O projeto que limita a demarcação de terras indígenas somente aos territórios ocupados até a Constituição de 1988 foi o primeiro cruzado. Na quarta, a pressão mantinha Lula nas cordas. “A cada hora, vai ficando mais caro”, comentou o deputado Alencar Santana (PT-SP), enquanto aguardava na Câmara as negociações que ocorriam nos gabinetes, no Palácio da Alvorada e na Residência Oficial da Câmara. “Acho que vai chegar uma hora que vamos ter de partir para o enfrentamento. Do jeito que está, a gente não enfrenta, não aprova nada e continuamos reféns”, comentou. Os governistas pensavam estratégias diversas. Falavam em reforma ministerial para trocar ministros “sem votos” na Câmara, referindo-se aos do União Brasil, partido que não se compromete em votar a favor do governo mesmo tendo pastas na Esplanada.

Lula havia começado a quarta chamando os responsáveis pela articulação política para uma reunião de emergência no Palácio da Alvorada. O round terminou à meia-noite do dia seguinte. Caso não fosse votada na Câmara e no Senado, a medida que reorganizou o governo perderia a validade e o presidente teria que governar com o desenho de ministérios feito por Bolsonaro. De 37, a Esplanada ficaria com 23 pastas. Estavam com Lula no Alvorada os ministros de Relações Institucionais, Alexandre Padilha, e da Casa Civil, Rui Costa, e o líder do governo na Câmara, José Guimarães (PT-CE), quando Lula passou a mão no telefone e ligou para Lira. A conversa não foi boa. Lira repetiu o mantra de que o governo não tinha votos, que reclamações de toda sorte chegavam até ele. Mas de que os parlamentares reclamam? De tudo. O governo era tachado de não cumpridor de acordos e os parlamentares careciam de verbas. A essa altura, deputados já não engoliam a costumeira desculpa do governo de que a Casa Civil iria editar uma portaria regulamentando as emendas empenhadas, para que o dinheiro fosse liberado, mas com a identificação de quem indicou a verba. “Portaria se faz em uma semana, não em seis meses”, queixou-se um líder do centrão a Lira.

Mas os parlamentares queixavam-se também de que o presidente vivia em uma redoma em Brasília que o tornava inalcançável, aos moldes do tratamento dispensado em Pequim a boa parte da comitiva. Estavam carentes de afagos de Lula.

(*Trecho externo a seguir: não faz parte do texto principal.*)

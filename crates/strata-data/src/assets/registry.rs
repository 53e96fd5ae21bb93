// Copyright 2025 eraflo
//
// Licensed under the Apache License, Version 2.0 (the "License");
// you may not use this file except in compliance with the License.
// You may obtain a copy of the License at
//
//     http://www.apache.org/licenses/LICENSE-2.0
//
// Unless required by applicable law or agreed to in writing, software
// distributed under the License is distributed on an "AS IS" BASIS,
// WITHOUT WARRANTIES OR CONDITIONS OF ANY KIND, either express or implied.
// See the License for the specific language governing permissions and
// limitations under the License.

//! The process-wide resource store, owned by the game loop.

use super::ancestry::{AncestorView, ErasedHandle, RegisteredResource, TypeTag, Visit};
use super::report::{ResidencyReport, SweepSummary};
use std::any::TypeId;
use std::collections::HashMap;
use strata_core::asset::{
    AssetHandle, ResidencyError, ResidencySettings, ResourceIdentity, SharedRecord,
    TieredResource,
};
use strata_core::ResidencyConfig;

struct Entry {
    /// The concrete type that registered this record.
    owner: TypeId,
    handle: Box<dyn ErasedHandle>,
}

struct Bucket {
    tag: TypeTag,
    /// Several concrete types may register the same identity, so an interface
    /// bucket keeps one entry per owner. Concrete buckets hold exactly one.
    records: HashMap<ResourceIdentity, Vec<Entry>>,
}

impl Bucket {
    fn new(tag: TypeTag) -> Self {
        Self {
            tag,
            records: HashMap::new(),
        }
    }
}

/// Per concrete type: every tag it is stored under, computed on first
/// registration.
struct KindEntry {
    kind: &'static str,
    tags: Vec<TypeTag>,
}

/// Stores every live resource once per type tag it is reachable under.
///
/// A record inserted as `Texture` can be looked up as `Texture`, as
/// `dyn TieredResource`, and as any interface listed by its
/// [`RegisteredResource`] implementation. Within one type, an identity maps
/// to at most one live record.
///
/// The registry is a plain value: the application owns it and passes it to
/// the systems that need it.
pub struct ResourceRegistry {
    buckets: HashMap<TypeId, Bucket>,
    kinds: HashMap<TypeId, KindEntry>,
    config: ResidencyConfig,
}

impl ResourceRegistry {
    /// Creates an empty registry with the default configuration.
    pub fn new() -> Self {
        Self::with_config(ResidencyConfig::default())
    }

    /// Creates an empty registry that builds records with `config`.
    pub fn with_config(config: ResidencyConfig) -> Self {
        Self {
            buckets: HashMap::new(),
            kinds: HashMap::new(),
            config,
        }
    }

    /// The configuration new records are built with.
    pub fn config(&self) -> &ResidencyConfig {
        &self.config
    }

    /// The settings `T` resolves to: its per-kind override or the defaults.
    pub fn settings_for<T: RegisteredResource>(&self) -> &ResidencySettings {
        self.config.settings_for(T::KIND)
    }

    /// Returns the live record for `identity` under `T`, building and
    /// registering it with `ctor` on a miss.
    ///
    /// On a hit `ctor` is not invoked and the returned handle refers to the
    /// same record as every earlier call. A failing `ctor` leaves the registry
    /// unchanged.
    ///
    /// # Errors
    /// Whatever `ctor` returns, or [`ResidencyError::IdentityMismatch`] if it
    /// built a resource for another identity.
    pub fn get_or_create<T, E, F>(
        &mut self,
        identity: &ResourceIdentity,
        ctor: F,
    ) -> Result<AssetHandle<T>, E>
    where
        T: RegisteredResource,
        E: From<ResidencyError>,
        F: FnOnce() -> Result<AssetHandle<T>, E>,
    {
        if let Some(existing) = self.lookup::<T>(identity) {
            log::trace!("Registry hit for {identity} as {}", T::KIND);
            return Ok(existing.clone());
        }

        let handle = ctor()?;
        let constructed = handle.identity();
        if constructed != *identity {
            handle.release();
            return Err(ResidencyError::IdentityMismatch {
                requested: identity.clone(),
                constructed,
            }
            .into());
        }

        self.insert(handle.clone())?;
        Ok(handle)
    }

    /// Like [`get_or_create`](Self::get_or_create), but `make` only builds the
    /// raw resource; it is wrapped with [`settings_for::<T>`](Self::settings_for)
    /// and promoted to its policy tier at `now`.
    pub fn get_or_load<T, E, F>(
        &mut self,
        identity: &ResourceIdentity,
        now: u64,
        make: F,
    ) -> Result<AssetHandle<T>, E>
    where
        T: RegisteredResource,
        E: From<ResidencyError>,
        F: FnOnce() -> Result<T, E>,
    {
        let settings = self.settings_for::<T>().clone();
        self.get_or_create(identity, || {
            let resource = make()?;
            Ok(AssetHandle::create(resource, &settings, now)?)
        })
    }

    /// Registers an externally built handle under its own identity.
    ///
    /// A released record still waiting to be pruned is replaced.
    ///
    /// # Errors
    /// [`ResidencyError::DuplicateConstructionAttempted`] if a live record
    /// already holds the identity for `T`.
    pub fn insert<T: RegisteredResource>(
        &mut self,
        handle: AssetHandle<T>,
    ) -> Result<(), ResidencyError> {
        let owner = TypeId::of::<T>();
        let identity = handle.identity();

        if self.lookup::<T>(&identity).is_some() {
            return Err(ResidencyError::DuplicateConstructionAttempted(identity));
        }
        self.detach(owner, &identity);

        let as_resource: SharedRecord<dyn TieredResource> = handle.shared().clone();
        let mut views = vec![
            AncestorView::new(handle.clone()),
            AncestorView::new(AssetHandle::from_shared(as_resource)),
        ];
        views.extend(T::ancestor_views(&handle));

        let mut tags: Vec<TypeTag> = Vec::with_capacity(views.len());
        for view in views {
            let (tag, erased) = view.into_parts();
            if tags.contains(&tag) {
                continue;
            }
            tags.push(tag);
            self.buckets
                .entry(tag.id())
                .or_insert_with(|| Bucket::new(tag))
                .records
                .entry(identity.clone())
                .or_default()
                .push(Entry {
                    owner,
                    handle: erased,
                });
        }

        log::debug!(
            "Registered {identity} as {} under {} type tags",
            T::KIND,
            tags.len()
        );
        self.kinds.entry(owner).or_insert_with(|| KindEntry {
            kind: T::KIND,
            tags,
        });
        Ok(())
    }

    /// Returns the live record for `identity` viewed as `U`, which may be a
    /// concrete type or an interface such as `dyn GpuResident`.
    ///
    /// If several concrete types registered the same identity under one
    /// interface, the earliest registration wins. Never blocks on a record
    /// lock, so it may be called while a guard from [`AssetHandle::lock`] is held.
    pub fn lookup<U: TieredResource + ?Sized + 'static>(
        &self,
        identity: &ResourceIdentity,
    ) -> Option<&AssetHandle<U>> {
        self.buckets
            .get(&TypeId::of::<U>())?
            .records
            .get(identity)?
            .iter()
            .filter(|entry| entry.handle.is_live())
            .find_map(|entry| entry.handle.as_any().downcast_ref::<AssetHandle<U>>())
    }

    /// Every live record viewed as `U`, in no particular order.
    pub fn all<U: TieredResource + ?Sized + 'static>(
        &self,
    ) -> impl Iterator<Item = &AssetHandle<U>> + '_ {
        self.buckets
            .get(&TypeId::of::<U>())
            .into_iter()
            .flat_map(|bucket| bucket.records.values())
            .flatten()
            .filter(|entry| entry.handle.is_live())
            .filter_map(|entry| entry.handle.as_any().downcast_ref::<AssetHandle<U>>())
    }

    /// Returns `true` if a live record holds `identity` under `U`.
    pub fn contains<U: TieredResource + ?Sized + 'static>(
        &self,
        identity: &ResourceIdentity,
    ) -> bool {
        self.lookup::<U>(identity).is_some()
    }

    /// The number of registered records, counting each record once.
    ///
    /// Records released through their handle count until the next sweep.
    pub fn len(&self) -> usize {
        self.canonical_entries().count()
    }

    /// Returns `true` if nothing is registered.
    pub fn is_empty(&self) -> bool {
        self.len() == 0
    }

    /// Releases the record registered as `T` under `identity` and removes it
    /// from every bucket.
    ///
    /// Returns `true` if a record was found and this call released it.
    pub fn release<T: RegisteredResource>(&mut self, identity: &ResourceIdentity) -> bool {
        let owner = TypeId::of::<T>();
        let released = self
            .buckets
            .get(&owner)
            .and_then(|bucket| bucket.records.get(identity))
            .is_some_and(|entries| entries.iter().any(|entry| entry.handle.release()));
        self.detach(owner, identity);
        released
    }

    /// Runs [`demote_if_stale`](AssetHandle::demote_if_stale) once on every
    /// live record and prunes records released through their handles.
    ///
    /// Only the concrete bucket of each record is visited, so a record
    /// reachable through several interfaces still sees its hooks run once.
    /// A record whose lock is held elsewhere is skipped and counted as busy;
    /// it is in use, so it is not stale.
    pub fn sweep(&mut self, now: u64) -> SweepSummary {
        let mut summary = SweepSummary::default();
        let mut stale_entries = Vec::new();

        for (owner, identity, entry) in self.canonical_entries() {
            match entry.handle.visit(now) {
                Visit::Swept(demotion) => {
                    summary.visited += 1;
                    summary.record(demotion);
                    if demotion.is_demoted() {
                        log::trace!("{identity}: {:?} -> {:?}", demotion.from, demotion.to);
                    }
                }
                Visit::Released => stale_entries.push((owner, identity.clone())),
                Visit::Busy => {
                    summary.busy += 1;
                    log::trace!("{identity}: locked, skipped");
                }
            }
        }

        for (owner, identity) in stale_entries {
            self.detach(owner, &identity);
            summary.pruned += 1;
        }

        if summary.demoted() > 0 || summary.failed > 0 || summary.pruned > 0 {
            log::debug!("Sweep at {now} ms: {summary}");
        } else {
            log::trace!("Sweep at {now} ms: {summary}");
        }
        summary
    }

    /// Releases every record and empties the registry. Used at shutdown.
    ///
    /// Locks each record in turn, so no record guard may be held by the caller.
    ///
    /// Returns how many records this call released.
    pub fn release_all(&mut self) -> usize {
        let released = self
            .canonical_entries()
            .filter(|(_, _, entry)| entry.handle.release())
            .count();
        self.buckets.clear();
        log::info!("Released {released} resources from the registry");
        released
    }

    /// Counts records per tier and the bytes they hold on each side.
    ///
    /// Locks each record in turn, so no record guard may be held by the caller.
    pub fn report(&self) -> ResidencyReport {
        let mut report = ResidencyReport::default();
        for (_, _, entry) in self.canonical_entries() {
            if let Some(footprint) = entry.handle.footprint() {
                report.record(footprint.state, footprint.host_bytes, footprint.device_bytes);
            }
        }
        report
    }

    /// The kind names of every concrete type registered so far.
    pub fn kinds(&self) -> impl Iterator<Item = &'static str> + '_ {
        self.kinds.values().map(|kind| kind.kind)
    }

    /// Each record once, from the bucket of the concrete type that owns it.
    fn canonical_entries(
        &self,
    ) -> impl Iterator<Item = (TypeId, &ResourceIdentity, &Entry)> + '_ {
        let buckets = &self.buckets;
        self.kinds
            .keys()
            .filter_map(move |owner| buckets.get(owner))
            .flat_map(|bucket| {
                let owner = bucket.tag.id();
                bucket.records.iter().flat_map(move |(identity, entries)| {
                    entries
                        .iter()
                        .filter(move |entry| entry.owner == owner)
                        .map(move |entry| (owner, identity, entry))
                })
            })
    }

    /// Removes every entry `owner` registered for `identity`.
    fn detach(&mut self, owner: TypeId, identity: &ResourceIdentity) {
        let Some(kind) = self.kinds.get(&owner) else {
            return;
        };
        for tag in &kind.tags {
            let Some(bucket) = self.buckets.get_mut(&tag.id()) else {
                continue;
            };
            if let Some(entries) = bucket.records.get_mut(identity) {
                entries.retain(|entry| entry.owner != owner);
                if entries.is_empty() {
                    bucket.records.remove(identity);
                }
            }
            if bucket.records.is_empty() {
                self.buckets.remove(&tag.id());
            }
        }
    }
}
// Copyright 2025 eraflo
//
// Licensed under the Apache License, Version 2.0 (the "License");
// you may not use this file except in compliance with the License.
// You may obtain a copy of the License at
//
//     http://www.apache.org/licenses/LICENSE-2.0
//
// Unless required by applicable law or agreed to in writing, software
// distributed under the License is distributed on an "AS IS" BASIS,
// WITHOUT WARRANTIES OR CONDITIONS OF ANY KIND, either express or implied.
// See the License for the specific language governing permissions and
// limitations under the License.

use std::fmt;
use std::path::Path;
use std::sync::atomic::{AtomicU64, Ordering};

/// Next value handed out by [`ResourceIdentity::unique`]. Never reused.
static NEXT_UNIQUE_ID: AtomicU64 = AtomicU64::new(1);

/// A normalized, forward-slash path naming an asset source file.
///
/// Two paths are equal when their normalized strings are equal. Nothing here
/// touches the filesystem, so two different spellings of a symlinked file are
/// still two different paths.
#[derive(Debug, Clone, PartialEq, Eq, Hash, PartialOrd, Ord)]
pub struct AssetPath(String);

impl AssetPath {
    /// Normalizes `path` and wraps it.
    ///
    /// Backslashes become forward slashes, empty and `.` segments are dropped,
    /// and `..` cancels the preceding segment when there is one.
    pub fn new(path: impl AsRef<Path>) -> Self {
        Self(normalize(&path.as_ref().to_string_lossy()))
    }

    /// Returns the normalized path as a string slice.
    pub fn as_str(&self) -> &str {
        &self.0
    }
}

impl fmt::Display for AssetPath {
    fn fmt(&self, f: &mut fmt::Formatter<'_>) -> fmt::Result {
        f.write_str(&self.0)
    }
}

impl AsRef<Path> for AssetPath {
    fn as_ref(&self) -> &Path {
        Path::new(&self.0)
    }
}

fn normalize(raw: &str) -> String {
    let unified = raw.replace('\\', "/");
    let absolute = unified.starts_with('/');

    let mut segments: Vec<&str> = Vec::new();
    for segment in unified.split('/') {
        match segment {
            "" | "." => {}
            ".." => match segments.last() {
                Some(&last) if last != ".." => {
                    segments.pop();
                }
                // `/..` is still `/`.
                _ if absolute => {}
                _ => segments.push(".."),
            },
            other => segments.push(other),
        }
    }

    let joined = segments.join("/");
    if absolute {
        format!("/{joined}")
    } else {
        joined
    }
}

/// The deduplication key for a logical asset.
///
/// Within one asset type, no two live resources share an identity: the registry
/// hands back the existing instance instead of constructing a second one.
/// Equality and hashing are structural over the variant and its payload.
#[derive(Debug, Clone, PartialEq, Eq, Hash)]
pub enum ResourceIdentity {
    /// A synthetic resource (generated texture, framebuffer) with a
    /// process-global id.
    Unique(u64),
    /// One file backs exactly one resource.
    PathSingle(AssetPath),
    /// One file backs several resources, e.g. the meshes of an imported model.
    /// The index tells the siblings apart.
    PathIndexed(AssetPath, u32),
}

impl ResourceIdentity {
    /// Allocates a fresh [`ResourceIdentity::Unique`] identity.
    pub fn unique() -> Self {
        Self::Unique(NEXT_UNIQUE_ID.fetch_add(1, Ordering::Relaxed))
    }

    /// Creates the identity of a resource backed by the whole file at `path`.
    pub fn path_single(path: impl AsRef<Path>) -> Self {
        Self::PathSingle(AssetPath::new(path))
    }

    /// Creates the identity of the `index`-th resource inside `path`.
    pub fn path_index(path: impl AsRef<Path>, index: u32) -> Self {
        Self::PathIndexed(AssetPath::new(path), index)
    }

    /// Creates `count` sibling identities sharing `path`, indexed `0..count`.
    pub fn path_indexed(path: impl AsRef<Path>, count: u32) -> Vec<Self> {
        let path = AssetPath::new(path);
        (0..count)
            .map(|index| Self::PathIndexed(path.clone(), index))
            .collect()
    }

    /// Returns the source path, or `None` for synthetic resources.
    pub fn path(&self) -> Option<&AssetPath> {
        match self {
            Self::Unique(_) => None,
            Self::PathSingle(path) | Self::PathIndexed(path, _) => Some(path),
        }
    }

    /// Returns the sibling index of a [`ResourceIdentity::PathIndexed`] identity.
    pub fn index(&self) -> Option<u32> {
        match self {
            Self::PathIndexed(_, index) => Some(*index),
            _ => None,
        }
    }

    /// Returns `true` for synthetic resources that have no file behind them.
    pub fn is_unique(&self) -> bool {
        matches!(self, Self::Unique(_))
    }
}

impl fmt::Display for ResourceIdentity {
    fn fmt(&self, f: &mut fmt::Formatter<'_>) -> fmt::Result {
        match self {
            Self::Unique(id) => write!(f, "unique#{id}"),
            Self::PathSingle(path) => write!(f, "{path}"),
            Self::PathIndexed(path, index) => write!(f, "{path}#{index}"),
        }
    }
}
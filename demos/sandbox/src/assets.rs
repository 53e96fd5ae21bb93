// Copyright 2025 eraflo
//
// Licensed under the Apache License, Version 2.0 (the "License");
// you may not use this file except in compliance with the License.
// You may obtain a copy of the License at
//
//     http://www.apache.org/licenses/LICENSE-2.0
//
// Unless required by applicable law or agreed to in writing, software
// distributed under the License is distributed on an "AS IS" BASIS,
// WITHOUT WARRANTIES OR CONDITIONS OF ANY KIND, either express or implied.
// See the License for the specific language governing permissions and
// limitations under the License.

//! Sandbox resource types: textures, meshes and a render target on the fake
//! device, and sound clips on the mixer.

use crate::device::{DeviceBuffer, FakeDevice};
use std::path::{Path, PathBuf};
use std::sync::atomic::{AtomicU64, Ordering};
use std::sync::Arc;
use strata_core::asset::{
    DownloadError, LoadError, ResidencyPolicy, ResourceIdentity, TieredResource, UploadError,
};

static DISK_READS: AtomicU64 = AtomicU64::new(0);

/// Total number of files read by every resource so far.
pub fn disk_reads() -> u64 {
    DISK_READS.load(Ordering::Relaxed)
}

fn read_source(path: &Path) -> Result<Vec<u8>, LoadError> {
    DISK_READS.fetch_add(1, Ordering::Relaxed);
    std::fs::read(path).map_err(|source| LoadError::Io {
        path: path.to_path_buf(),
        source,
    })
}

fn source_path(root: &Path, identity: &ResourceIdentity) -> Result<PathBuf, LoadError> {
    identity
        .path()
        .map(|path| root.join(path))
        .ok_or_else(|| LoadError::MissingSource(identity.clone()))
}

/// Anything the renderer can bind.
pub trait GpuResident: TieredResource {
    /// Bytes the resource occupies on the device while `Active`.
    fn device_bytes(&self) -> u64;
}

/// Anything the mixer can play.
pub trait Audible: TieredResource {
    fn duration_ms(&self) -> u64;
}

pub struct Texture {
    identity: ResourceIdentity,
    source: PathBuf,
    pixels: Option<Vec<u8>>,
    gpu: DeviceBuffer,
}

impl Texture {
    pub fn new(
        root: &Path,
        identity: ResourceIdentity,
        device: &Arc<FakeDevice>,
    ) -> Result<Self, LoadError> {
        Ok(Self {
            source: source_path(root, &identity)?,
            identity,
            pixels: None,
            gpu: DeviceBuffer::new(device),
        })
    }
}

impl TieredResource for Texture {
    fn load(&mut self) -> Result<(), LoadError> {
        let pixels = read_source(&self.source)?;
        if pixels.is_empty() {
            return Err(LoadError::Decode {
                path: self.source.clone(),
                reason: "image has no pixels".to_string(),
            });
        }
        self.pixels = Some(pixels);
        Ok(())
    }

    fn upload(&mut self) -> Result<(), UploadError> {
        self.gpu.upload(self.cached_byte_size())
    }

    fn download(&mut self) -> Result<(), DownloadError> {
        self.gpu.free();
        Ok(())
    }

    fn unload(&mut self) {
        self.pixels = None;
    }

    fn cached_byte_size(&self) -> u64 {
        self.pixels.as_ref().map_or(0, |pixels| pixels.len() as u64)
    }

    fn active_byte_size(&self) -> u64 {
        self.gpu.size()
    }

    fn is_usable(&self) -> bool {
        self.gpu.is_resident()
    }

    fn identity(&self) -> &ResourceIdentity {
        &self.identity
    }
}

impl GpuResident for Texture {
    fn device_bytes(&self) -> u64 {
        self.gpu.size()
    }
}

/// One mesh out of a model file holding one vertex blob per line.
pub struct Mesh {
    identity: ResourceIdentity,
    source: PathBuf,
    vertices: Option<Vec<u8>>,
    gpu: DeviceBuffer,
}

impl Mesh {
    pub fn new(
        root: &Path,
        identity: ResourceIdentity,
        device: &Arc<FakeDevice>,
    ) -> Result<Self, LoadError> {
        Ok(Self {
            source: source_path(root, &identity)?,
            identity,
            vertices: None,
            gpu: DeviceBuffer::new(device),
        })
    }
}

impl TieredResource for Mesh {
    fn load(&mut self) -> Result<(), LoadError> {
        let index = self.identity.index().unwrap_or(0) as usize;
        let model = read_source(&self.source)?;
        let blob = model
            .split(|byte| *byte == b'\n')
            .nth(index)
            .ok_or_else(|| LoadError::Decode {
                path: self.source.clone(),
                reason: format!("model has no mesh #{index}"),
            })?;
        self.vertices = Some(blob.to_vec());
        Ok(())
    }

    fn upload(&mut self) -> Result<(), UploadError> {
        // Vertex buffer plus an index buffer of the same size.
        self.gpu.upload(self.cached_byte_size() * 2)
    }

    fn download(&mut self) -> Result<(), DownloadError> {
        self.gpu.free();
        Ok(())
    }

    fn unload(&mut self) {
        self.vertices = None;
    }

    fn cached_byte_size(&self) -> u64 {
        self.vertices.as_ref().map_or(0, |vertices| vertices.len() as u64)
    }

    fn active_byte_size(&self) -> u64 {
        self.gpu.size()
    }

    fn is_usable(&self) -> bool {
        self.gpu.is_resident()
    }

    fn identity(&self) -> &ResourceIdentity {
        &self.identity
    }
}

impl GpuResident for Mesh {
    fn device_bytes(&self) -> u64 {
        self.gpu.size()
    }
}

/// A synthetic color target. It has no file behind it, so it can never be
/// dropped back to `Storage`.
pub struct RenderTarget {
    identity: ResourceIdentity,
    width: u32,
    height: u32,
    staging: Option<Vec<u8>>,
    gpu: DeviceBuffer,
}

impl RenderTarget {
    const BYTES_PER_PIXEL: u64 = 4;

    pub fn new(
        identity: ResourceIdentity,
        width: u32,
        height: u32,
        device: &Arc<FakeDevice>,
    ) -> Self {
        Self {
            identity,
            width,
            height,
            staging: None,
            gpu: DeviceBuffer::new(device),
        }
    }

    fn frame_bytes(&self) -> u64 {
        u64::from(self.width) * u64::from(self.height) * Self::BYTES_PER_PIXEL
    }
}

impl TieredResource for RenderTarget {
    fn load(&mut self) -> Result<(), LoadError> {
        let bytes = usize::try_from(self.frame_bytes()).map_err(|_| LoadError::Decode {
            path: PathBuf::new(),
            reason: format!("{}x{} target does not fit in memory", self.width, self.height),
        })?;
        self.staging = Some(vec![0; bytes]);
        Ok(())
    }

    fn upload(&mut self) -> Result<(), UploadError> {
        self.gpu.upload(self.frame_bytes())
    }

    fn download(&mut self) -> Result<(), DownloadError> {
        // The rendered contents are transient; only the allocation matters.
        self.gpu.free();
        Ok(())
    }

    fn unload(&mut self) {
        self.staging = None;
    }

    fn cached_byte_size(&self) -> u64 {
        self.staging.as_ref().map_or(0, |staging| staging.len() as u64)
    }

    fn active_byte_size(&self) -> u64 {
        self.gpu.size()
    }

    fn is_usable(&self) -> bool {
        self.gpu.is_resident()
    }

    fn identity(&self) -> &ResourceIdentity {
        &self.identity
    }

    fn policy_floor(&self) -> ResidencyPolicy {
        ResidencyPolicy::Cached
    }
}

impl GpuResident for RenderTarget {
    fn device_bytes(&self) -> u64 {
        self.gpu.size()
    }
}

/// 16-bit stereo PCM at 48 kHz.
pub struct SoundClip {
    identity: ResourceIdentity,
    source: PathBuf,
    samples: Option<Vec<u8>>,
    voice: bool,
}

impl SoundClip {
    const BYTES_PER_MS: u64 = 48 * 2 * 2;

    pub fn new(root: &Path, identity: ResourceIdentity) -> Result<Self, LoadError> {
        Ok(Self {
            source: source_path(root, &identity)?,
            identity,
            samples: None,
            voice: false,
        })
    }
}

impl TieredResource for SoundClip {
    fn load(&mut self) -> Result<(), LoadError> {
        self.samples = Some(read_source(&self.source)?);
        Ok(())
    }

    fn upload(&mut self) -> Result<(), UploadError> {
        self.voice = true;
        Ok(())
    }

    fn download(&mut self) -> Result<(), DownloadError> {
        self.voice = false;
        Ok(())
    }

    fn unload(&mut self) {
        self.samples = None;
    }

    fn cached_byte_size(&self) -> u64 {
        self.samples.as_ref().map_or(0, |samples| samples.len() as u64)
    }

    fn active_byte_size(&self) -> u64 {
        if self.voice {
            self.cached_byte_size()
        } else {
            0
        }
    }

    fn is_usable(&self) -> bool {
        self.voice
    }

    fn identity(&self) -> &ResourceIdentity {
        &self.identity
    }
}

impl Audible for SoundClip {
    fn duration_ms(&self) -> u64 {
        self.cached_byte_size() / Self::BYTES_PER_MS
    }
}

strata_data::register_resource!(Texture, kind = "texture", ancestors = [dyn GpuResident]);
strata_data::register_resource!(Mesh, kind = "mesh", ancestors = [dyn GpuResident]);
strata_data::register_resource!(
    RenderTarget,
    kind = "render_target",
    ancestors = [dyn GpuResident]
);
strata_data::register_resource!(SoundClip, kind = "audio", ancestors = [dyn Audible]);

Na ligação, Lira ainda despejou em Lula sua irritação com os torpedos mandados por seu adversário paroquial, Renan Calheiros (MDB-AL), que, pelas redes sociais, o acusava de bater em mulher e jogava mazelas no ventilador. Renan é pai do ministro dos Transportes, Renan Filho, e Lira achava que Lula devia atuar para conter o seu inimigo número 1. Lira, na posição de dono dos votos na Câmara, deu um ultimato a Lula: disse que seria o último voto de confiança no governo e que o presidente tinha uma semana para cumprir promessas de liberação de emendas e de cargos, além de tratar melhor os parlamentares.

E tinha mais. Lira também demandou uma enquadrada no ministro da Justiça, Flávio Dino (PSB-MA), que havia viajado para Alagoas na semana anterior, feito um evento de entrega de viaturas policiais e não o havia convidado. Ao lado do governador de Alagoas, Paulo Dantas (MDB), apadrinhado por Renan, Dino anunciou investimentos de R$ 20 milhões na área da segurança pública no estado. O presidente da Câmara sentiu a desfeita e disse a Lula que era necessário “tratar aliados com mais respeito”.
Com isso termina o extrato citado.